Vous êtes en colère au réveil et pour cause : c'est la troisième fois en 5 jours que vous faites un cauchemar à propos de ce satané coronavirus. 

Vous êtes en colère au petit-déjeuner, dès lors que vous tournez le bouton de votre poste de radio et qu'un flot d'informations anxiogènes s'en échappe.

Vous êtes en colère de ne pas être avec votre enfant, votre mère, votre père, en ce jour d'anniversaire...

Vous êtes en colère au balcon, quand une famille entière de voisins, soudainement passionnés par la course, contournent avec tranquillité les règles de confinement pour un jogging collectif.

Vous êtes en colère dans vos pensées, quand vous divaguez jusqu'à vous questionner : "La seule manière scientifique de ralentir une pandémie en 2020 est-elle donc d'implorer les gens de ne plus bouger ?".

Vidéo du jour

Vous êtes en colère lorsque vous tombez sur l'image bouleversante d'un Italien infecté par la maladie, prêt à mourir, en FaceTime pour un dernier au revoir virtuel aux siens.
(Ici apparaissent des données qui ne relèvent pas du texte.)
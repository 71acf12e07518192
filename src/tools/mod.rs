//! MCP tool implementations.
//!
//! This module contains the two database tools and what gates them:
//! - `query`: run a read statement and return its rows
//! - `execute`: run a write statement and return its effect
//! - `sql_classifier`: leading-keyword statement classification
//! - `guard`: permission flags and the DROP/TRUNCATE block
//! - `manifest`: tool names, aliases and input schema

pub mod format;
pub mod guard;
pub mod manifest;
pub mod query;
pub mod sql_classifier;
pub mod write;

pub use format::{ToolContent, ToolResult};
pub use guard::Permission;
pub use manifest::{Tool, ToolDefinition, tool_capabilities, tool_definitions};
pub use query::QueryToolHandler;
pub use sql_classifier::{StatementKind, classify};
pub use write::WriteToolHandler;
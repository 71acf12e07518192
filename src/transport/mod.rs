//! Transport layer for the MCP server.
//!
//! Only stdio is provided: one JSON-RPC message per line on stdin, one
//! response per line on stdout.

pub mod stdio;

pub use stdio::StdioTransport;

use crate::error::DbResult;
use std::future::Future;

/// Trait for MCP transport implementations.
pub trait Transport: Send + Sync {
    /// Serve requests until the transport is shut down.
    fn run(&self) -> impl Future<Output = DbResult<()>> + Send;

    /// Get the name of this transport for logging.
    fn name(&self) -> &'static str;
}
//! Row decoding into [`CellValue`]s.
//!
//! # Architecture
//!
//! Decoding is two-phase:
//! 1. `TypeCategory` classifies the value's reported type name
//! 2. Database-specific decoders extract the value for that category
//!
//! MySQL rows arrive in the binary protocol, so dates and times are decoded
//! and rendered in MySQL's own text format. Anything else without a native
//! JSON mapping (text, decimals, binary) is read as raw bytes and rendered as
//! lossy UTF-8. Decode failures abort the whole result set.

use crate::error::{DbError, DbResult};
use crate::models::CellValue;
use sqlx::mysql::MySqlRow;
use sqlx::sqlite::SqliteRow;
use sqlx::{Column, Row, TypeInfo, ValueRef};

// =============================================================================
// Type Classification
// =============================================================================

/// Logical category for a column value.
#[derive(Debug, Clone, Copy, PartialEq, Eq)]
pub enum TypeCategory {
    Null,
    Integer,
    UnsignedInteger,
    Float,
    Boolean,
    Date,
    DateTime,
    Time,
    /// Everything decoded through the raw bytes
    Text,
}

/// Classify a type name (e.g. `BIGINT UNSIGNED`, `REAL`) into a category.
pub fn categorize_type(type_name: &str) -> TypeCategory {
    let upper = type_name.trim().to_ascii_uppercase();
    let mut words = upper.split_whitespace();
    let base = words.next().unwrap_or("");
    let unsigned = words.any(|w| w == "UNSIGNED");

    match base {
        "NULL" => TypeCategory::Null,
        "BOOL" | "BOOLEAN" => TypeCategory::Boolean,
        "TINYINT" | "SMALLINT" | "MEDIUMINT" | "INT" | "INTEGER" | "BIGINT" => {
            if unsigned {
                TypeCategory::UnsignedInteger
            } else {
                TypeCategory::Integer
            }
        }
        "YEAR" => TypeCategory::Integer,
        "FLOAT" | "DOUBLE" | "REAL" => TypeCategory::Float,
        "DATE" => TypeCategory::Date,
        "DATETIME" | "TIMESTAMP" => TypeCategory::DateTime,
        "TIME" => TypeCategory::Time,
        _ => TypeCategory::Text,
    }
}

/// Unsigned values past `i64::MAX` keep their digits as text.
fn unsigned_cell(value: u64) -> CellValue {
    match i64::try_from(value) {
        Ok(v) => CellValue::Int64(v),
        Err(_) => CellValue::Text(value.to_string()),
    }
}

// =============================================================================
// Row to Cells Trait
// =============================================================================

/// Trait for converting database rows into ordered cells.
pub trait RowToCells {
    fn column_names(&self) -> Vec<String>;
    fn to_cells(&self) -> DbResult<Vec<CellValue>>;
}

impl RowToCells for MySqlRow {
    fn column_names(&self) -> Vec<String> {
        self.columns().iter().map(|c| c.name().to_string()).collect()
    }

    fn to_cells(&self) -> DbResult<Vec<CellValue>> {
        (0..self.columns().len())
            .map(|idx| mysql::decode_column(self, idx))
            .collect()
    }
}

impl RowToCells for SqliteRow {
    fn column_names(&self) -> Vec<String> {
        self.columns().iter().map(|c| c.name().to_string()).collect()
    }

    fn to_cells(&self) -> DbResult<Vec<CellValue>> {
        (0..self.columns().len())
            .map(|idx| sqlite::decode_column(self, idx))
            .collect()
    }
}

fn decode_error(column: &str, err: sqlx::Error) -> DbError {
    DbError::backend(format!("failed to read column '{column}': {err}"), None)
}

// =============================================================================
// Database-Specific Decoders
// =============================================================================

mod mysql {
    use super::*;
    use chrono::{NaiveDate, NaiveDateTime};
    use sqlx::mysql::types::MySqlTime;

    pub fn decode_column(row: &MySqlRow, idx: usize) -> DbResult<CellValue> {
        let name = row.columns()[idx].name();
        let raw = row.try_get_raw(idx).map_err(|e| decode_error(name, e))?;
        if raw.is_null() {
            return Ok(CellValue::Null);
        }
        let category = categorize_type(raw.type_info().name());

        let cell = match category {
            TypeCategory::Null => Ok(CellValue::Null),
            TypeCategory::Boolean => row.try_get_unchecked::<bool, _>(idx).map(CellValue::Bool),
            TypeCategory::Integer => row.try_get_unchecked::<i64, _>(idx).map(CellValue::Int64),
            TypeCategory::UnsignedInteger => row.try_get_unchecked::<u64, _>(idx).map(unsigned_cell),
            TypeCategory::Float => row.try_get_unchecked::<f64, _>(idx).map(CellValue::Float64),
            TypeCategory::Date => temporal(row, idx, "0000-00-00", |row| {
                row.try_get_unchecked::<NaiveDate, _>(idx)
                    .map(|d| d.to_string())
            }),
            TypeCategory::DateTime => temporal(row, idx, "0000-00-00 00:00:00", |row| {
                row.try_get_unchecked::<NaiveDateTime, _>(idx)
                    .map(|dt| dt.to_string())
            }),
            TypeCategory::Time => temporal(row, idx, "00:00:00", |row| {
                row.try_get_unchecked::<MySqlTime, _>(idx)
                    .map(|t| format_time(&t))
            }),
            TypeCategory::Text => row
                .try_get_unchecked::<&[u8], _>(idx)
                .map(CellValue::from_bytes),
        };
        cell.map_err(|e| decode_error(name, e))
    }

    /// A binary temporal value with a zero length byte is the all-zero value.
    fn temporal<F>(row: &MySqlRow, idx: usize, zero: &str, decode: F) -> Result<CellValue, sqlx::Error>
    where
        F: FnOnce(&MySqlRow) -> Result<String, sqlx::Error>,
    {
        let bytes = row.try_get_unchecked::<&[u8], _>(idx)?;
        if bytes == [0] {
            return Ok(CellValue::Text(zero.to_string()));
        }
        decode(row).map(CellValue::Text)
    }

    /// `[-]HH:MM:SS[.ffffff]`, hours may exceed 24.
    pub(super) fn format_time(time: &MySqlTime) -> String {
        let sign = if time.is_negative() { "-" } else { "" };
        let mut text = format!(
            "{sign}{:02}:{:02}:{:02}",
            time.hours(),
            time.minutes(),
            time.seconds()
        );
        if time.microseconds() != 0 {
            text.push_str(&format!(".{:06}", time.microseconds()));
        }
        text
    }
}

mod sqlite {
    use super::*;

    /// SQLite reports the storage class of each value (INTEGER, REAL, TEXT,
    /// BLOB, NULL), so the category follows the value, not the declaration.
    pub fn decode_column(row: &SqliteRow, idx: usize) -> DbResult<CellValue> {
        let name = row.columns()[idx].name();
        let raw = row.try_get_raw(idx).map_err(|e| decode_error(name, e))?;
        if raw.is_null() {
            return Ok(CellValue::Null);
        }
        let category = categorize_type(raw.type_info().name());

        let cell = match category {
            TypeCategory::Null => Ok(CellValue::Null),
            TypeCategory::Boolean => row.try_get_unchecked::<bool, _>(idx).map(CellValue::Bool),
            TypeCategory::Integer | TypeCategory::UnsignedInteger => {
                row.try_get_unchecked::<i64, _>(idx).map(CellValue::Int64)
            }
            TypeCategory::Float => row.try_get_unchecked::<f64, _>(idx).map(CellValue::Float64),
            TypeCategory::Date
            | TypeCategory::DateTime
            | TypeCategory::Time
            | TypeCategory::Text => row
                .try_get_unchecked::<&[u8], _>(idx)
                .map(CellValue::from_bytes),
        };
        cell.map_err(|e| decode_error(name, e))
    }
}

#[cfg(test)]
mod tests {
    use super::*;

    #[test]
    fn test_categorize_integers() {
        assert_eq!(categorize_type("INT"), TypeCategory::Integer);
        assert_eq!(categorize_type("BIGINT"), TypeCategory::Integer);
        assert_eq!(categorize_type("tinyint"), TypeCategory::Integer);
        assert_eq!(categorize_type("INTEGER"), TypeCategory::Integer);
        assert_eq!(categorize_type("BIGINT UNSIGNED"), TypeCategory::UnsignedInteger);
        assert_eq!(categorize_type("INT UNSIGNED"), TypeCategory::UnsignedInteger);
    }

    #[test]
    fn test_categorize_other_numeric() {
        assert_eq!(categorize_type("DOUBLE"), TypeCategory::Float);
        assert_eq!(categorize_type("FLOAT"), TypeCategory::Float);
        assert_eq!(categorize_type("REAL"), TypeCategory::Float);
        assert_eq!(categorize_type("BOOLEAN"), TypeCategory::Boolean);
        // Exact decimals stay textual.
        assert_eq!(categorize_type("DECIMAL"), TypeCategory::Text);
    }

    #[test]
    fn test_categorize_text_like() {
        for name in ["VARCHAR", "TEXT", "BLOB", "JSON", "POINT", "ENUM"] {
            assert_eq!(categorize_type(name), TypeCategory::Text, "{name}");
        }
        assert_eq!(categorize_type("NULL"), TypeCategory::Null);
        assert_eq!(categorize_type(""), TypeCategory::Text);
    }

    #[test]
    fn test_categorize_temporal() {
        assert_eq!(categorize_type("DATE"), TypeCategory::Date);
        assert_eq!(categorize_type("DATETIME"), TypeCategory::DateTime);
        assert_eq!(categorize_type("TIMESTAMP"), TypeCategory::DateTime);
        assert_eq!(categorize_type("TIME"), TypeCategory::Time);
        assert_eq!(categorize_type("YEAR"), TypeCategory::Integer);
    }

    #[test]
    fn test_format_time() {
        use sqlx::mysql::types::{MySqlTime, MySqlTimeSign};

        let t = MySqlTime::new(MySqlTimeSign::Positive, 8, 5, 9, 0).unwrap();
        assert_eq!(mysql::format_time(&t), "08:05:09");

        let t = MySqlTime::new(MySqlTimeSign::Negative, 838, 59, 58, 1500).unwrap();
        assert_eq!(mysql::format_time(&t), "-838:59:58.001500");
    }

    #[test]
    fn test_unsigned_cell() {
        assert_eq!(unsigned_cell(42), CellValue::Int64(42));
        assert_eq!(unsigned_cell(i64::MAX as u64), CellValue::Int64(i64::MAX));
        assert_eq!(
            unsigned_cell(u64::MAX),
            CellValue::Text("18446744073709551615".to_string())
        );
    }
}
//! JSON document overlay
//!
//! Merge rules, applied key by key from the overlay:
//! - object onto object merges recursively
//! - anything else replaces the base value outright (arrays are not
//!   concatenated, scalars are not combined, type mismatches replace)
//!
//! The base root must be an object. An overlay root that is not an object
//! carries no keys and leaves the base untouched.

use serde_json::{Map, Value};
use thiserror::Error;

/// Structural merge failure
#[derive(Debug, Error, PartialEq, Eq)]
pub enum MergeError {
    /// The base document root is not an object
    #[error("base document must be a JSON object, found {0}")]
    BaseNotObject(&'static str),
}

/// Overlay `overlay` onto `base` in place.
pub fn merge_documents(base: &mut Value, overlay: Value) -> Result<(), MergeError> {
    let base_map = match base {
        Value::Object(map) => map,
        other => return Err(MergeError::BaseNotObject(kind(other))),
    };
    if let Value::Object(overlay_map) = overlay {
        merge_maps(base_map, overlay_map);
    }
    Ok(())
}

fn merge_maps(base: &mut Map<String, Value>, overlay: Map<String, Value>) {
    for (key, overlay_value) in overlay {
        match overlay_value {
            Value::Object(overlay_child) => {
                if let Some(Value::Object(base_child)) = base.get_mut(&key) {
                    merge_maps(base_child, overlay_child);
                } else {
                    base.insert(key, Value::Object(overlay_child));
                }
            }
            other => {
                base.insert(key, other);
            }
        }
    }
}

/// Rebuild `value` with object keys in sorted order at every level.
///
/// The serialized form is then stable no matter how the map type orders its
/// entries.
pub fn sort_keys(value: Value) -> Value {
    match value {
        Value::Object(map) => {
            let mut entries: Vec<(String, Value)> = map.into_iter().collect();
            entries.sort_by(|(a, _), (b, _)| a.cmp(b));
            Value::Object(
                entries
                    .into_iter()
                    .map(|(key, child)| (key, sort_keys(child)))
                    .collect(),
            )
        }
        Value::Array(items) => Value::Array(items.into_iter().map(sort_keys).collect()),
        other => other,
    }
}

fn kind(value: &Value) -> &'static str {
    match value {
        Value::Null => "null",
        Value::Bool(_) => "boolean",
        Value::Number(_) => "number",
        Value::String(_) => "string",
        Value::Array(_) => "array",
        Value::Object(_) => "object",
    }
}

#[cfg(test)]
mod tests {
    use super::*;
    use serde_json::json;

    fn merged(mut base: Value, overlay: Value) -> Value {
        merge_documents(&mut base, overlay).unwrap();
        base
    }

    #[test]
    fn test_merge_adds_new_sections() {
        let result = merged(
            json!({ "cluster-info": { "name": "c1" } }),
            json!({ "cassandra-yaml": { "authenticator": "AllowAllAuthenticator" } }),
        );
        assert_eq!(
            result,
            json!({
                "cluster-info": { "name": "c1" },
                "cassandra-yaml": { "authenticator": "AllowAllAuthenticator" }
            })
        );
    }

    #[test]
    fn test_merge_recurses_into_objects() {
        let result = merged(
            json!({ "cassandra-yaml": { "num_tokens": 16, "authenticator": "PasswordAuthenticator" } }),
            json!({ "cassandra-yaml": { "authenticator": "AllowAllAuthenticator" } }),
        );
        assert_eq!(
            result,
            json!({ "cassandra-yaml": { "num_tokens": 16, "authenticator": "AllowAllAuthenticator" } })
        );
    }

    #[test]
    fn test_merge_replaces_arrays() {
        let result = merged(
            json!({ "jvm-options": { "additional-jvm-opts": ["-Da=1", "-Db=2"] } }),
            json!({ "jvm-options": { "additional-jvm-opts": ["-Dc=3"] } }),
        );
        assert_eq!(result, json!({ "jvm-options": { "additional-jvm-opts": ["-Dc=3"] } }));
    }

    #[test]
    fn test_merge_type_mismatch_replaces() {
        let result = merged(
            json!({ "a": { "nested": true }, "b": 5, "c": [1] }),
            json!({ "a": "flat", "b": { "nested": 1 }, "c": { "x": 1 } }),
        );
        assert_eq!(result, json!({ "a": "flat", "b": { "nested": 1 }, "c": { "x": 1 } }));
    }

    #[test]
    fn test_merge_null_replaces() {
        let result = merged(json!({ "a": { "b": 1 } }), json!({ "a": null }));
        assert_eq!(result, json!({ "a": null }));
    }

    #[test]
    fn test_merge_empty_overlay_is_identity() {
        let base = json!({ "cluster-info": { "name": "c1", "seeds": "s" } });
        assert_eq!(merged(base.clone(), json!({})), base);
    }

    #[test]
    fn test_merge_non_object_overlay_is_identity() {
        let base = json!({ "a": 1, "b": { "c": [2] } });
        for overlay in [json!([1, 2]), json!("hello"), json!(42), json!(true), json!(null)] {
            assert_eq!(merged(base.clone(), overlay.clone()), base, "overlay {overlay} changed the base");
        }
    }

    #[test]
    fn test_merge_rejects_non_object_base() {
        let mut base = json!("scalar");
        assert_eq!(
            merge_documents(&mut base, json!({})),
            Err(MergeError::BaseNotObject("string"))
        );
    }

    #[test]
    fn test_sort_keys_output_is_sorted() {
        let value = sort_keys(json!({ "b": { "z": 1, "a": [ { "y": 1, "x": 2 } ] }, "a": 0 }));
        assert_eq!(
            serde_json::to_string(&value).unwrap(),
            r#"{"a":0,"b":{"a":[{"x":2,"y":1}],"z":1}}"#
        );
    }
}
Colère profonde, peine plus grande encore.

Vous voilà en colère aussi lorsque vous apprenez qu'une infirmière dévouée a été chassée de son immeuble par des co-propriétaires inquiets d'être contaminés.

En colère encore contre votre compagnon et sa manière d'appréhender la situation avec légèreté. De grignoter à n'importe quelle heure alors que les sorties pour ravitaillement sont limitées. 

Vous êtes en colère et cette émotion collante se transforme, parfois, en agressivité. Vous le constatez mais peinez de plus en plus à vous réfréner. 

Vous êtes en colère, comme nous le sommes tous. À petite et grande échelle, contre ces chaussettes sales qui trainent, contre les miettes sur la table, contre la difficulté de faire école à la maison, contre le manque de masques de protection "alors qu'on savait !" : tout nous indigne et nous agresse.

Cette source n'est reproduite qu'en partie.